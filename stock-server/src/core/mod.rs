//! 核心模块 - 配置、状态、服务器、后台任务

pub mod config;
pub mod server;
pub mod state;
pub mod tasks;

pub use config::Config;
pub use server::{Server, build_router};
pub use state::ServerState;
pub use tasks::{BackgroundTasks, TaskKind};
use crate::auth::JwtConfig;

/// 服务器配置 - 库存节点的所有配置项
///
/// # 环境变量
///
/// 所有配置项都可以通过环境变量覆盖：
///
/// | 环境变量 | 默认值 | 说明 |
/// |----------|--------|------|
/// | WORK_DIR | /var/lib/vaxtrack/stock | 工作目录 |
/// | HTTP_PORT | 3000 | HTTP 服务端口 |
/// | REALTIME_TCP_PORT | 8081 | 实时通道 TCP 端口 |
/// | ENVIRONMENT | development | 运行环境 |
/// | LOW_STOCK_THRESHOLD | 10 | 低库存阈值 (剂) |
/// | EXPIRING_WINDOW_DAYS | 30 | 临期预警窗口 (天) |
/// | ALERT_DEDUP_WINDOW_HOURS | 24 | 告警去重窗口 (小时) |
/// | STOCK_SCAN_INTERVAL_HOURS | 24 | 全量扫描周期 (小时) |
/// | CONNECTION_IDLE_TIMEOUT_MINUTES | 30 | 连接空闲超时 (分钟) |
/// | CONNECTION_SWEEP_INTERVAL_MINUTES | 5 | 空闲连接清理周期 (分钟) |
///
/// # 示例
///
/// ```ignore
/// WORK_DIR=/data/vaxtrack HTTP_PORT=8080 cargo run
/// ```
#[derive(Debug, Clone)]
pub struct Config {
    /// 工作目录，存储数据库、日志等文件
    pub work_dir: String,
    /// HTTP API 服务端口
    pub http_port: u16,
    /// 实时通道 TCP 端口 (客户端直连)
    pub realtime_tcp_port: u16,
    /// JWT 认证配置
    pub jwt: JwtConfig,
    /// 运行环境: development | staging | production
    pub environment: String,

    // === 告警策略 ===
    //
    // 阈值集中在这里, 同步检查路径和定时扫描消费同一份配置,
    // 不允许在调用点各自写死.
    /// 低库存阈值 (剂)
    pub low_stock_threshold: i64,
    /// 临期预警窗口 (天)
    pub expiring_window_days: i64,
    /// 告警去重窗口 (小时)
    pub alert_dedup_window_hours: i64,
    /// 全量库存扫描周期 (小时)
    pub stock_scan_interval_hours: u64,

    // === 实时通道 ===
    /// 连接空闲超时 (分钟)
    pub connection_idle_timeout_minutes: u64,
    /// 空闲连接清理周期 (分钟)
    pub connection_sweep_interval_minutes: u64,
}

impl Config {
    /// 从环境变量加载配置
    ///
    /// 如果环境变量未设置，使用默认值
    pub fn from_env() -> Self {
        Self {
            work_dir: std::env::var("WORK_DIR")
                .unwrap_or_else(|_| "/var/lib/vaxtrack/stock".into()),
            http_port: env_parse("HTTP_PORT", 3000),
            realtime_tcp_port: env_parse("REALTIME_TCP_PORT", 8081),
            jwt: JwtConfig::from_env(),
            environment: std::env::var("ENVIRONMENT").unwrap_or_else(|_| "development".into()),

            low_stock_threshold: env_parse("LOW_STOCK_THRESHOLD", 10),
            expiring_window_days: env_parse("EXPIRING_WINDOW_DAYS", 30),
            alert_dedup_window_hours: env_parse("ALERT_DEDUP_WINDOW_HOURS", 24),
            stock_scan_interval_hours: env_parse("STOCK_SCAN_INTERVAL_HOURS", 24),

            connection_idle_timeout_minutes: env_parse("CONNECTION_IDLE_TIMEOUT_MINUTES", 30),
            connection_sweep_interval_minutes: env_parse("CONNECTION_SWEEP_INTERVAL_MINUTES", 5),
        }
    }

    /// 数据库目录: {work_dir}/database
    pub fn database_dir(&self) -> std::path::PathBuf {
        std::path::PathBuf::from(&self.work_dir).join("database")
    }

    /// 日志目录: {work_dir}/logs
    pub fn log_dir(&self) -> std::path::PathBuf {
        std::path::PathBuf::from(&self.work_dir).join("logs")
    }

    /// Ensure the work directory structure exists
    pub fn ensure_work_dir_structure(&self) -> std::io::Result<()> {
        std::fs::create_dir_all(self.database_dir())?;
        std::fs::create_dir_all(self.log_dir())?;
        Ok(())
    }
}

impl Default for Config {
    fn default() -> Self {
        Self::from_env()
    }
}

fn env_parse<T: std::str::FromStr>(key: &str, default: T) -> T {
    std::env::var(key)
        .ok()
        .and_then(|v| v.parse().ok())
        .unwrap_or(default)
}
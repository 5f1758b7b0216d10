//! Alert Service
//!
//! The one path every alert takes: dedup check → persist → realtime
//! fanout. Delivery problems are logged and swallowed; a notification
//! must never fail or roll back a stock mutation.
//!
//! 标题是去重锚点, 固定嵌入疫苗名和批号, 每种 kind 一种格式。

use chrono::NaiveDate;

use shared::roles::{health_center_room, region_room, user_room};
use shared::{AlertKind, NotificationPayload, Role, StockLevel};

use crate::alerting::classifier::{LotCondition, Thresholds, classify};
use crate::alerting::dedup::AlertDeduplicator;
use crate::db::models::{Notification, StockLot, TransferRecord, TransferStatus};
use crate::db::repository::NotificationRepository;
use crate::db::with_retry;
use crate::inventory::LotChange;
use crate::realtime::NotificationFanout;
use crate::utils::time::{days_until, millis_to_datetime, now_millis};

#[derive(Clone)]
pub struct AlertService {
    thresholds: Thresholds,
    notifications: NotificationRepository,
    dedup: AlertDeduplicator,
    fanout: NotificationFanout,
}

impl AlertService {
    pub fn new(
        thresholds: Thresholds,
        notifications: NotificationRepository,
        dedup: AlertDeduplicator,
        fanout: NotificationFanout,
    ) -> Self {
        Self {
            thresholds,
            notifications,
            dedup,
            fanout,
        }
    }

    /// Threshold re-evaluation after any quantity mutation
    ///
    /// 低于阈值 → low (受去重约束); 从阈值之下回到阈值之上 → restored
    /// (需要比较变更前后的数量, 只看结果值是判不出穿越的)。
    pub async fn lot_quantity_changed(&self, change: &LotChange) {
        let lot = &change.lot;
        let threshold = self.thresholds.low_stock;

        if lot.quantity < threshold {
            self.emit_low(lot).await;
        } else if change.previous_quantity < threshold && lot.quantity >= threshold {
            let title = format!(
                "Stock restored: {} (batch {})",
                lot.vaccine, lot.batch_number
            );
            let message = format!(
                "{} (batch {}) is back to {} doses at {}",
                lot.vaccine,
                lot.batch_number,
                lot.quantity,
                place_of(lot)
            );
            self.emit(
                AlertKind::Restored,
                title,
                message,
                lot_rooms(lot, AlertKind::Restored),
            )
            .await;
        }
    }

    /// First receipt of a new lot
    ///
    /// 只做低库存检查: 新建批次没有"之前"的状态, 不存在 restored 穿越。
    pub async fn lot_created(&self, change: &LotChange) {
        let lot = &change.lot;
        let title = format!("Stock received: {} (batch {})", lot.vaccine, lot.batch_number);
        let message = format!(
            "{} doses of {} (batch {}) received at {}",
            lot.quantity,
            lot.vaccine,
            lot.batch_number,
            place_of(lot)
        );
        self.emit(
            AlertKind::Created,
            title,
            message,
            lot_rooms(lot, AlertKind::Created),
        )
        .await;

        if lot.quantity < self.thresholds.low_stock {
            self.emit_low(lot).await;
        }
    }

    /// Manual field edit
    pub async fn lot_updated(&self, change: &LotChange) {
        let lot = &change.lot;
        let title = format!("Stock updated: {} (batch {})", lot.vaccine, lot.batch_number);
        let message = format!(
            "{} (batch {}) now holds {} doses at {}",
            lot.vaccine,
            lot.batch_number,
            lot.quantity,
            place_of(lot)
        );
        self.emit(
            AlertKind::Updated,
            title,
            message,
            lot_rooms(lot, AlertKind::Updated),
        )
        .await;

        self.lot_quantity_changed(change).await;
    }

    /// Daily scan entry point; returns the classification for summaries
    pub async fn scan_lot(&self, lot: &StockLot, today: NaiveDate) -> Option<LotCondition> {
        let condition = classify(lot, today, &self.thresholds)?;
        match condition {
            LotCondition::Low => self.emit_low(lot).await,
            LotCondition::Expired => {
                let title = format!("Expired: {} (batch {})", lot.vaccine, lot.batch_number);
                let message = format!(
                    "Batch {} of {} at {} expired on {}",
                    lot.batch_number,
                    lot.vaccine,
                    place_of(lot),
                    lot.expiration_date
                );
                self.emit(
                    AlertKind::Expired,
                    title,
                    message,
                    lot_rooms(lot, AlertKind::Expired),
                )
                .await;
            }
            LotCondition::Expiring => {
                let title =
                    format!("Expiring soon: {} (batch {})", lot.vaccine, lot.batch_number);
                let message = format!(
                    "Batch {} of {} at {} expires on {} ({} days left)",
                    lot.batch_number,
                    lot.vaccine,
                    place_of(lot),
                    lot.expiration_date,
                    days_until(today, lot.expiration_date)
                );
                self.emit(
                    AlertKind::Expiring,
                    title,
                    message,
                    lot_rooms(lot, AlertKind::Expiring),
                )
                .await;
            }
        }
        Some(condition)
    }

    /// Notify the resolved recipient of a new pending transfer
    pub async fn transfer_initiated(&self, record: &TransferRecord) {
        let title = format!(
            "Incoming transfer: {} (batch {})",
            record.vaccine, record.batch_number
        );
        let message = format!(
            "{} doses of {} (batch {}) sent by {} are awaiting your response",
            record.quantity, record.vaccine, record.batch_number, record.from_user
        );
        self.emit(
            AlertKind::Transferred,
            title,
            message,
            recipient_rooms(record),
        )
        .await;
    }

    /// Notify the recipient of a direct (auto-accepted) move: the stock
    /// already arrived, there is nothing to respond to.
    pub async fn transfer_delivered(&self, record: &TransferRecord) {
        let title = format!(
            "Stock transferred: {} (batch {})",
            record.vaccine, record.batch_number
        );
        let message = format!(
            "{} doses of {} (batch {}) sent by {} were added to your stock",
            record.quantity, record.vaccine, record.batch_number, record.from_user
        );
        self.emit(
            AlertKind::Transferred,
            title,
            message,
            recipient_rooms(record),
        )
        .await;
    }

    /// Notify the other party after a transfer reaches a terminal state
    pub async fn transfer_resolved(&self, record: &TransferRecord) {
        let (title, message, rooms) = match record.status {
            TransferStatus::Accepted => (
                format!(
                    "Transfer accepted: {} (batch {})",
                    record.vaccine, record.batch_number
                ),
                format!(
                    "Your transfer of {} doses of {} (batch {}) was accepted",
                    record.quantity, record.vaccine, record.batch_number
                ),
                originator_rooms(record),
            ),
            TransferStatus::Rejected => (
                format!(
                    "Transfer rejected: {} (batch {})",
                    record.vaccine, record.batch_number
                ),
                format!(
                    "Your transfer of {} doses of {} (batch {}) was rejected{}",
                    record.quantity,
                    record.vaccine,
                    record.batch_number,
                    record
                        .notes
                        .as_deref()
                        .map(|reason| format!(": {}", reason))
                        .unwrap_or_default()
                ),
                originator_rooms(record),
            ),
            TransferStatus::Cancelled => (
                format!(
                    "Transfer cancelled: {} (batch {})",
                    record.vaccine, record.batch_number
                ),
                format!(
                    "{} cancelled the transfer of {} doses of {} (batch {})",
                    record.from_user, record.quantity, record.vaccine, record.batch_number
                ),
                recipient_rooms(record),
            ),
            TransferStatus::Pending => return,
        };
        self.emit(AlertKind::Transferred, title, message, rooms).await;
    }

    async fn emit_low(&self, lot: &StockLot) {
        let title = format!("Low stock: {} (batch {})", lot.vaccine, lot.batch_number);
        let message = format!(
            "{} doses of {} (batch {}) left at {} - threshold is {}",
            lot.quantity,
            lot.vaccine,
            lot.batch_number,
            place_of(lot),
            self.thresholds.low_stock
        );
        self.emit(AlertKind::Low, title, message, lot_rooms(lot, AlertKind::Low))
            .await;
    }

    /// dedup → persist → fanout
    async fn emit(&self, kind: AlertKind, title: String, message: String, target: AlertTarget) {
        if self.dedup.should_suppress(kind, &title).await {
            tracing::debug!(kind = %kind, title = %title, "Alert suppressed inside dedup window");
            return;
        }

        let created_at = now_millis();
        let record = Notification {
            id: None,
            title: title.clone(),
            message: message.clone(),
            kind,
            target_roles: target.roles.clone(),
            created_at,
        };
        if let Err(e) = with_retry("notification.create", || self.notifications.create(record.clone())).await
        {
            // 存档失败不阻断实时推送; 代价是去重窗口看不到这一条
            tracing::error!(error = %e, title = %title, "Failed to persist notification");
        }

        let payload = NotificationPayload {
            title,
            message,
            kind,
            icon: kind.icon().to_string(),
            status: Some("unread".to_string()),
            created_at: millis_to_datetime(created_at),
        };
        self.fanout.deliver(&target.rooms, &payload).await;
    }
}

/// Resolved delivery target: live rooms plus the roles persisted on the
/// notification record for later pull-style reads.
struct AlertTarget {
    rooms: Vec<String>,
    roles: Vec<Role>,
}

/// Room/role targeting for lot condition alerts
///
/// 批次在哪一层, 告警就落到哪一层的房间; 过期告警额外抄送 national。
fn lot_rooms(lot: &StockLot, kind: AlertKind) -> AlertTarget {
    let level = lot.level.unwrap_or(StockLevel::National);
    let mut rooms = Vec::new();
    let mut roles = Vec::new();

    match level {
        StockLevel::National => {
            rooms.push(Role::National.room());
            roles.push(Role::National);
        }
        StockLevel::Regional => {
            rooms.push(Role::Regional.room());
            roles.push(Role::Regional);
            if let Some(region) = &lot.region {
                rooms.push(region_room(region));
            }
        }
        StockLevel::District | StockLevel::Agent => {
            rooms.push(Role::District.room());
            rooms.push(Role::Agent.room());
            roles.push(Role::District);
            roles.push(Role::Agent);
            if let Some(hc) = &lot.health_center {
                rooms.push(health_center_room(hc));
            }
            if let Some(region) = &lot.region {
                rooms.push(Role::Regional.room());
                rooms.push(region_room(region));
                roles.push(Role::Regional);
            }
        }
    }

    // Expired stock is a program-level problem wherever it sits
    if kind == AlertKind::Expired && !roles.contains(&Role::National) {
        rooms.push(Role::National.room());
        roles.push(Role::National);
    }

    AlertTarget { rooms, roles }
}

/// Rooms of the transfer recipient: the named user when one exists,
/// else the role+location rooms of the destination.
fn recipient_rooms(record: &TransferRecord) -> AlertTarget {
    let to_role = Role::from(record.to_level);
    if let Some(to_user) = &record.to_user {
        return AlertTarget {
            rooms: vec![user_room(to_user)],
            roles: vec![to_role],
        };
    }

    let mut rooms = vec![to_role.room()];
    match record.to_level {
        StockLevel::Regional => {
            if let Some(region) = &record.to_region {
                rooms.push(region_room(region));
            }
        }
        StockLevel::District | StockLevel::Agent => {
            if let Some(hc) = &record.to_health_center {
                rooms.push(health_center_room(hc));
            }
        }
        StockLevel::National => {}
    }
    AlertTarget {
        rooms,
        roles: vec![to_role],
    }
}

fn originator_rooms(record: &TransferRecord) -> AlertTarget {
    AlertTarget {
        rooms: vec![user_room(&record.from_user)],
        roles: vec![Role::from(record.from_level)],
    }
}

/// Human-readable location of a lot
fn place_of(lot: &StockLot) -> String {
    if let Some(hc) = &lot.health_center {
        return hc.clone();
    }
    if let Some(region) = &lot.region {
        return format!("region {}", region);
    }
    "the national store".to_string()
}
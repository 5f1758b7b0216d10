//! Database Module
//!
//! 嵌入式 SurrealDB (RocksDB 引擎) 连接与 schema 定义。
//!
//! 数量一致性依赖两个存储层机制:
//! - 条件更新 (`UPDATE ... WHERE quantity >= $amt`) 串行化并发扣减
//! - 多语句事务 (`BEGIN/COMMIT` + `THROW`) 保证转移的借/贷/记录原子性

pub mod models;
pub mod repository;

use std::time::Duration;

use surrealdb::Surreal;
use surrealdb::engine::local::{Db, RocksDb};

use repository::{RepoError, RepoResult};

/// Database service - owns the embedded SurrealDB handle
#[derive(Clone)]
pub struct DbService {
    pub db: Surreal<Db>,
}

impl DbService {
    /// Open (or create) the datastore at `db_path` and define the schema
    pub async fn new(db_path: &str) -> RepoResult<Self> {
        let db: Surreal<Db> = Surreal::new::<RocksDb>(db_path)
            .await
            .map_err(|e| RepoError::Database(format!("Failed to open datastore: {}", e)))?;

        db.use_ns("vaxtrack")
            .use_db("stock")
            .await
            .map_err(|e| RepoError::Database(format!("Failed to select namespace: {}", e)))?;

        define_schema(&db).await?;

        tracing::info!(path = %db_path, "Datastore opened (embedded SurrealDB, RocksDB)");
        Ok(Self { db })
    }
}

/// Table and index definitions
///
/// 身份元组唯一索引是 merge-on-create 语义的兜底: 并发创建撞上同一
/// 身份时, 后到者收到唯一索引冲突并改走合并路径。
async fn define_schema(db: &Surreal<Db>) -> RepoResult<()> {
    db.query(
        "
        DEFINE TABLE IF NOT EXISTS stock SCHEMALESS;
        DEFINE INDEX IF NOT EXISTS stock_identity ON stock
            FIELDS vaccine, batch_number, level, region, health_center, assigned_to UNIQUE;
        DEFINE INDEX IF NOT EXISTS stock_expiry ON stock FIELDS expiration_date;

        DEFINE TABLE IF NOT EXISTS transfer SCHEMALESS;
        DEFINE INDEX IF NOT EXISTS transfer_status ON transfer FIELDS status;

        DEFINE TABLE IF NOT EXISTS notification SCHEMALESS;
        DEFINE INDEX IF NOT EXISTS notification_dedup ON notification FIELDS kind, title, created_at;
        ",
    )
    .await?
    .check()?;
    Ok(())
}

/// Bounded-exponential-backoff wrapper for transient storage failures
///
/// 只重试 [`RepoError::Database`] (连接类故障); 业务错误原样返回,
/// 永不重试。预算耗尽后以 [`RepoError::Unavailable`] 收场。
pub async fn with_retry<T, F, Fut>(operation: &'static str, mut op: F) -> RepoResult<T>
where
    F: FnMut() -> Fut,
    Fut: Future<Output = RepoResult<T>>,
{
    const MAX_ATTEMPTS: u32 = 3;
    let mut delay = Duration::from_millis(100);
    let mut last_error = String::new();

    for attempt in 1..=MAX_ATTEMPTS {
        match op().await {
            Err(RepoError::Database(msg)) => {
                tracing::warn!(
                    operation = %operation,
                    attempt,
                    error = %msg,
                    "Transient storage failure, retrying"
                );
                last_error = msg;
                if attempt < MAX_ATTEMPTS {
                    tokio::time::sleep(delay).await;
                    delay *= 2;
                }
            }
            other => return other,
        }
    }

    Err(RepoError::Unavailable(format!(
        "{} failed after {} attempts: {}",
        operation, MAX_ATTEMPTS, last_error
    )))
}

#[cfg(test)]
mod tests {
    use super::*;
    use std::sync::atomic::{AtomicU32, Ordering};

    #[tokio::test]
    async fn retry_exhausts_into_unavailable() {
        let calls = AtomicU32::new(0);
        let result: RepoResult<()> = with_retry("test_op", || {
            calls.fetch_add(1, Ordering::SeqCst);
            async { Err(RepoError::Database("connection reset".into())) }
        })
        .await;

        assert!(matches!(result, Err(RepoError::Unavailable(_))));
        assert_eq!(calls.load(Ordering::SeqCst), 3);
    }

    #[tokio::test]
    async fn business_errors_are_never_retried() {
        let calls = AtomicU32::new(0);
        let result: RepoResult<()> = with_retry("test_op", || {
            calls.fetch_add(1, Ordering::SeqCst);
            async { Err(RepoError::InsufficientQuantity("5 > 3".into())) }
        })
        .await;

        assert!(matches!(result, Err(RepoError::InsufficientQuantity(_))));
        assert_eq!(calls.load(Ordering::SeqCst), 1);
    }

    #[tokio::test]
    async fn success_passes_through() {
        let result = with_retry("test_op", || async { Ok(7) }).await;
        assert_eq!(result.unwrap(), 7);
    }
}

□ □ □

_Work request_:
Check the listing for the word "shared". Show each line that has it.

_Response to the exercise_:
use shared::roles::{health_center_room, region_room, user_room};
use shared::{AlertKind, NotificationPayload, Role, StockLevel};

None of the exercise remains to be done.